Poorly timed rainfall that comes in insufficient or excessive bursts can reduce plant health and the ability to produce a high yield. Crops are also more likely to suffer from insect and disease damage under these conditions.

Of the crops he grows, Piku keeps some and sells the rest. Last year, he harvested 20 bags of rice and 25 bags of maize, worth USD 2250 on the market, but this is less than in previous years.

‘With smaller yields, I have to sell less. One of the effects of this is that I cannot expand my farm. I really want to harvest more,’ he explains.

Piku is particularly concerned how the loss of income will effect his family. ‘I might start having more difficulty paying school and health care fees. I might have to take my 11 and 9 year-old children out of school if I can’t afford the fees,’ he says.

The Farfar community is experiencing an increasing number of floods, especially in July and August. This is making it even more difficult for farmers to time when they plant and harvest to best avoid losses.

Piku and the other farmers in his region are vulnerable to extreme weather events that are bigger and more frequent due to climate change.

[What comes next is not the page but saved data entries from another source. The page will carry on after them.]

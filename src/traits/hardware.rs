//! Hardware abstraction for the signal lamps.
//!
//! The lot signal is three independent binary outputs (green, yellow, red).
//! How those map to pins, relays or anything else is left to the
//! [`SignalLights`] implementation, so one occupancy core can drive any
//! wiring scheme.
//!
//! # Implementations
//!
//! | Type | Where |
//! |------|-------|
//! | `MockLights` | [`crate::hal::mock`], records every write |
//! | `LogLights` | [`crate::hal::log`], logs color changes (desktop runs) |
//! | `PinLights` | `hal::gpio`, any three `embedded_hal` output pins (requires `gpio` feature) |
//!
//! # Example
//!
//! ```rust
//! use parking_signal::hal::MockLights;
//! use parking_signal::traits::SignalLights;
//! use parking_signal::SignalColor;
//!
//! let mut lights = MockLights::new();
//! lights.show(SignalColor::Yellow).unwrap();
//! assert_eq!(lights.levels(), (false, true, false));
//!
//! lights.all_off().unwrap();
//! assert_eq!(lights.levels(), (false, false, false));
//! ```

use crate::occupancy::SignalColor;

/// Three-lamp signal output.
///
/// Implementors only provide [`set_levels`](Self::set_levels); `show` and
/// `all_off` are expressed in terms of it so every driver agrees on which
/// lamp belongs to which color.
///
/// # Implementation Notes
///
/// - Calls must return promptly; they run while the occupancy lock is held
/// - A failed write should leave the previous lamps untouched where possible
///
/// # Example Implementation
///
/// ```rust,ignore
/// use parking_signal::traits::SignalLights;
///
/// struct RelayBoard { /* handles */ }
///
/// impl SignalLights for RelayBoard {
///     type Error = std::io::Error;
///
///     fn set_levels(&mut self, green: bool, yellow: bool, red: bool) -> Result<(), Self::Error> {
///         self.write_relays([green, yellow, red])
///     }
/// }
/// ```
pub trait SignalLights {
    /// Error type for output writes.
    type Error: core::fmt::Debug;

    /// Drive the three outputs (green, yellow, red) to the given levels.
    fn set_levels(&mut self, green: bool, yellow: bool, red: bool) -> Result<(), Self::Error>;

    /// Light exactly the lamp for `color`.
    fn show(&mut self, color: SignalColor) -> Result<(), Self::Error> {
        let (green, yellow, red) = color.lamp_levels();
        self.set_levels(green, yellow, red)
    }

    /// Turn every lamp off.
    fn all_off(&mut self) -> Result<(), Self::Error> {
        self.set_levels(false, false, false)
    }
}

Charles Yorke, head of the research department at the Ghana Meteorological Agency explains that ‘particularly in the North, we have extreme conditions of flood events and droughts.’

The Farfar community is working with CARE’s Adaptation Learning Programmein order to adjust to the deteriorating farming conditions. They have installed a number of rain gauges so farmers can better predict when and how much rain is likely to fall so they can plant crops appropriately.

Piku hopes that in time the rain gauge information will help to make farms across his community more productive despite the erratic weather and increased flooding.

The feedback information from the rain figures will be useful for us in planning in regards to climate change,’ he says.‘It will also guide us in planning for the season with what crops to plant and when to plant them.’